Brando, the older sister of Marlon Brando, was born in San Francisco, California, to Marlon Brando Sr. and Dorothy Julia Pennebaker. She and her brother and their sister, Frances, grew up mostly in the Midwest - Omaha, Nebraska, Evanston, Illinois, and Libertyville, Illinois, although the family also spent time in California.
The bane of the children's existence was the alcoholism of both parents, which was particularly acute with their mother, who later became a leader in Alcoholics Anonymous. Although Jocelyn, a talented actress, was blacklisted for having signed a peace petition, she managed a career that spanned five decades in the theater, film and television.
Brando came to the stage naturally, first appearing in a theatrical production under the direction of her mother, who was a principal in an Omaha community theater group. Her mother, Dorothy Brando, had given Henry Fonda his start in theater in this same group. She made her Broadway debut soon after her 22nd birthday, appearing in The First Crocus at the Longacre Theatre on January 2, 1942; the play closed after five performances. Her next appearance on Broadway came two months after her younger brother began his role as Stanley Kowalski in Tennessee Williams' A Streetcar Named Desire.
Even before that, however, in the fall of 1947, both Jocelyn and Marlon would become two of the first fifty or so members of New York's newly formed Actors Studio, Jocelyn studying with Elia Kazan, Marlon with Robert Lewis.
On February 18, 1948, she appeared in her second role on Broadway. She played Navy nurse Lieutenant Ann Girard in Mister Roberts, which starred family friend Henry Fonda in the eponymous title role. The play was a smash hit, running about three years.
She did not complete the run of the play, appearing in the comedy The Golden State in the 1950-51 season, a flop that lasted but 25 performances, followed by a critically acclaimed, but commercially unsuccessful 1952 revival of Eugene O'Neill's Desire Under the Elms, which ran for only 46 performances.

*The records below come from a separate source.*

//! `medassist query`: interactive chat and the scripted demo.

use std::io::Write;

use tokio::io::{AsyncBufRead, AsyncBufReadExt, BufReader};

use crate::client::{AgentService, ContextualClient};
use crate::config::MedAssistConfig;
use crate::conversation::ConversationThread;
use crate::error::Result;
use crate::provision::prompts::DEMO_QUERIES;
use crate::render::{banner, describe_error, format_response, RenderOptions};
use crate::types::AgentRef;

use super::QueryArgs;

/// One line of interactive input.
#[derive(Debug, Clone, PartialEq, Eq)]
pub enum ChatCommand {
    Quit,
    NewConversation,
    Ask(String),
}

impl ChatCommand {
    /// Parse a line; blank input yields `None`.
    pub fn parse(line: &str) -> Option<Self> {
        let trimmed = line.trim();
        if trimmed.is_empty() {
            return None;
        }
        Some(match trimmed.to_lowercase().as_str() {
            "quit" => Self::Quit,
            "new" => Self::NewConversation,
            _ => Self::Ask(trimmed.to_string()),
        })
    }
}

/// Counters for a chat or demo session.
#[derive(Debug, Clone, Copy, Default, PartialEq, Eq)]
pub struct SessionStats {
    pub answered: usize,
    pub failed: usize,
    pub resets: usize,
}

/// Handle `medassist query <AGENT_ID> [--demo]`.
pub async fn handle_query(config: &MedAssistConfig, args: QueryArgs) -> Result<()> {
    let client = ContextualClient::new(config)?;
    let agent = AgentRef::new(args.agent_id);
    let mut input = BufReader::new(tokio::io::stdin());

    if args.demo {
        run_demo(&client, agent, &mut input).await?;
    } else {
        run_interactive(&client, agent, &mut input).await?;
    }
    Ok(())
}

async fn ask(thread: &mut ConversationThread<'_>, query: &str, stats: &mut SessionStats) {
    match thread.send(query).await {
        Ok(response) => {
            stats.answered += 1;
            println!("{}", format_response(&response, RenderOptions::FULL));
        }
        Err(e) => {
            stats.failed += 1;
            println!("Error: {}", describe_error(&e));
        }
    }
}

/// Read one line; `None` on EOF.
async fn read_line<R: AsyncBufRead + Unpin>(input: &mut R) -> Result<Option<String>> {
    let mut line = String::new();
    let read = input.read_line(&mut line).await?;
    Ok((read > 0).then_some(line))
}

/// Run the scripted demo queries in one conversation, pausing between them.
pub async fn run_demo<R: AsyncBufRead + Unpin>(
    service: &dyn AgentService,
    agent: AgentRef,
    input: &mut R,
) -> Result<SessionStats> {
    let mut thread = ConversationThread::new(service, agent);
    let mut stats = SessionStats::default();
    let total = DEMO_QUERIES.len();

    println!("{}\n", banner("  MEDASSIST - Healthcare Research Agent Demo"));

    for (i, demo) in DEMO_QUERIES.iter().enumerate() {
        println!(
            "\n{}",
            banner(&format!(
                "  Demo {}/{total}: {}\n  Query: {}",
                i + 1,
                demo.category,
                demo.query
            ))
        );
        ask(&mut thread, demo.query, &mut stats).await;

        if i + 1 < total {
            print!("Press Enter for next query...");
            std::io::stdout().flush()?;
            read_line(input).await?;
        }
    }

    println!("\n{}", banner("  Demo complete!"));
    Ok(stats)
}

/// Free-form chat: `quit` exits, `new` starts a new conversation.
pub async fn run_interactive<R: AsyncBufRead + Unpin>(
    service: &dyn AgentService,
    agent: AgentRef,
    input: &mut R,
) -> Result<SessionStats> {
    let mut thread = ConversationThread::new(service, agent);
    let mut stats = SessionStats::default();

    println!(
        "{}",
        banner(
            "  MEDASSIST - Interactive Healthcare Chat\n  Type 'quit' to exit, 'new' for new conversation"
        )
    );

    loop {
        print!("\nYou: ");
        std::io::stdout().flush()?;

        let Some(line) = read_line(input).await? else {
            println!("\nGoodbye!");
            break;
        };

        match ChatCommand::parse(&line) {
            None => continue,
            Some(ChatCommand::Quit) => {
                println!("Goodbye!");
                break;
            }
            Some(ChatCommand::NewConversation) => {
                thread.reset();
                stats.resets += 1;
                println!("Started new conversation.");
            }
            Some(ChatCommand::Ask(query)) => ask(&mut thread, &query, &mut stats).await,
        }
    }

    Ok(stats)
}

Brando would later appear in a Broadway revival of O'Neill's Mourning Becomes Electra.
Back in uniform as a military officer, she made her film debut in Don Siegel's war drama, China Venture. When she first arrived in Hollywood, she gave an interview with The New York Times in which she commented on her brother's advice - or lack of it - to the tyro film actress: "Marlon is a sweet fellow, and he works very hard. I asked him for a tip about pictures, and he answered, 'Oh, I just say the words. That's all I know about picture acting.' He probably was smart at that to let me find my own way."

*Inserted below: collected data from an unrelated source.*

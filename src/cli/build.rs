//! `medassist build`: provision a datastore and agent, then smoke-test it.

use crate::client::{AgentService, ContextualClient};
use crate::config::MedAssistConfig;
use crate::conversation::ConversationThread;
use crate::error::Result;
use crate::provision::prompts::{MULTI_TURN_QUERIES, SMOKE_TEST_QUERIES};
use crate::provision::{self, DatastoreChoice};
use crate::render::{banner, describe_error, format_compact, rule, truncate_chars, RenderOptions};
use crate::types::{AgentRef, DatastoreRef, QueryRequest};

const TURN_PREVIEW_CHARS: usize = 400;

/// What the build run produced.
#[derive(Debug, Clone, PartialEq)]
pub struct BuildSummary {
    pub datastore: DatastoreRef,
    pub agent: AgentRef,
    pub prompt_configured: bool,
    pub smoke_test_failures: usize,
    pub multi_turn_completed: bool,
}

/// Handle `medassist build`.
pub async fn handle_build(config: &MedAssistConfig) -> Result<()> {
    let client = ContextualClient::new(config)?;
    println!("Contextual AI client initialized.\n");
    let summary = run_build(&client).await?;
    print_summary(&summary);
    Ok(())
}

/// Provision, configure and exercise the agent.
///
/// Datastore and agent setup failures are fatal; prompt configuration and
/// query failures are reported and skipped.
pub async fn run_build(service: &dyn AgentService) -> Result<BuildSummary> {
    println!("{}", banner("STEP 1: Setting up Datastore"));
    let setup = provision::ensure_datastore(service).await?;

    println!("\nAvailable datastores:");
    for ds in &setup.available {
        println!("  - {}: {}", ds.name, ds.id);
    }
    match &setup.choice {
        DatastoreChoice::Matched(ds) => {
            println!("\nFound healthcare-related datastore: {}", ds.name)
        }
        DatastoreChoice::FirstAvailable(ds) => println!("\nUsing datastore: {}", ds.name),
        DatastoreChoice::Created(id) => {
            println!("\nNo datastores found. Created datastore: {id}");
            println!("\nNOTE: You'll need to upload documents to this datastore.");
            println!("Upload PDFs of medical guidelines, research papers, or health info");
            println!("with `medassist upload`, or via the GUI at https://app.contextual.ai");
        }
    }
    let datastore = setup.choice.id().clone();
    println!("\nDatastore ID: {datastore}");

    println!("\n{}", banner("STEP 2: Creating Healthcare Research Agent"));
    let agent = provision::create_healthcare_agent(service, &datastore).await?;
    println!("\nAgent created! ID: {agent}");

    println!("\n{}", banner("STEP 3: Configuring Healthcare Prompts"));
    let prompt_configured = match provision::configure_prompt(service, &agent).await {
        Ok(()) => {
            println!("Healthcare prompts configured!");
            true
        }
        Err(e) => {
            println!("Could not configure prompts: {}", describe_error(&e));
            false
        }
    };

    println!("\n{}", banner("STEP 4: Testing the Healthcare Agent"));
    let smoke_test_failures = run_smoke_tests(service, &agent).await;

    println!("\n{}", banner("STEP 5: Multi-Turn Conversation Demo"));
    let multi_turn_completed = run_multi_turn(service, &agent).await;

    Ok(BuildSummary {
        datastore,
        agent,
        prompt_configured,
        smoke_test_failures,
        multi_turn_completed,
    })
}

/// Run each smoke-test query on its own conversation. Returns the failure count.
async fn run_smoke_tests(service: &dyn AgentService, agent: &AgentRef) -> usize {
    let mut failures = 0;
    let thin = rule('─', 50);

    for (i, query) in SMOKE_TEST_QUERIES.iter().enumerate() {
        println!("\n{thin}\nQuery {}: {query}\n{thin}", i + 1);

        match service
            .query_agent(agent, &QueryRequest::user(*query, None))
            .await
        {
            Ok(response) => print!("{}", format_compact(&response, RenderOptions::SMOKE_TEST)),
            Err(e) => {
                failures += 1;
                println!("Error querying agent: {}", describe_error(&e));
            }
        }
    }

    failures
}

async fn run_multi_turn(service: &dyn AgentService, agent: &AgentRef) -> bool {
    let mut thread = ConversationThread::new(service, agent.clone());
    let labels = ["Turn 1 Response", "Turn 2 (Follow-up) Response"];

    for (label, query) in labels.iter().zip(MULTI_TURN_QUERIES) {
        match thread.send(query).await {
            Ok(response) => println!(
                "\n{label}:\n{}",
                truncate_chars(response.content(), TURN_PREVIEW_CHARS)
            ),
            Err(e) => {
                println!("Error in multi-turn conversation: {}", describe_error(&e));
                return false;
            }
        }
    }

    true
}

fn print_summary(summary: &BuildSummary) {
    println!("\n{}", banner("HEALTHCARE AGENT READY!"));
    println!(
        "\nAgent Name:    Healthcare Research Assistant (MedAssist)\n\
         Agent ID:      {}\n\
         Datastore ID:  {}\n",
        summary.agent, summary.datastore
    );
    if !summary.prompt_configured {
        println!("WARNING: the system prompt was not applied; re-run or set it in the GUI.\n");
    }
    println!(
        "Next steps:\n  \
         1. Test in the GUI:  https://app.contextual.ai\n  \
         2. Upload healthcare documents:  AGENT_ID={} medassist upload\n  \
         3. Fine-tune prompts in Agent Composer\n\n\
         To query your agent:\n  \
         medassist query {}\n",
        summary.agent, summary.agent
    );
}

It was her second film that was her best-known movie role: detective Glenn Ford's wife in Fritz Lang's The Big Heat. She also appeared in supporting roles in two of her brother's films, The Ugly American and The Chase.
In the late 1960s, Jocelyn joined the cast of the CBS soap opera, Love of Life, where she created the role of Mrs. Krakauer, mother of Tess and Mickey. On primetime television, she played the recurring role of Mrs. Reeves on Dallas. Other television series that featured her work include Richard Diamond, Private Detective, Alfred Hitchcock Presents, Wagon Train, Riverboat, The Virginian, Kojak and Little House on the Prairie.
Her final film role was in
Mommie Dearest."
In later life, Brando ran her own bookstore in Santa Monica, California, known as The Book Bin. She wrote poetry and conducted workshops at her home in the Intensive Journal method, a self-therapy technique developed by Ira Progoff.

Personal life/death

Brando had two sons, Gahan Hanmer and Martin Asinof. She died at her Santa Monica home, shortly after her 86th birthday, from undisclosed causes.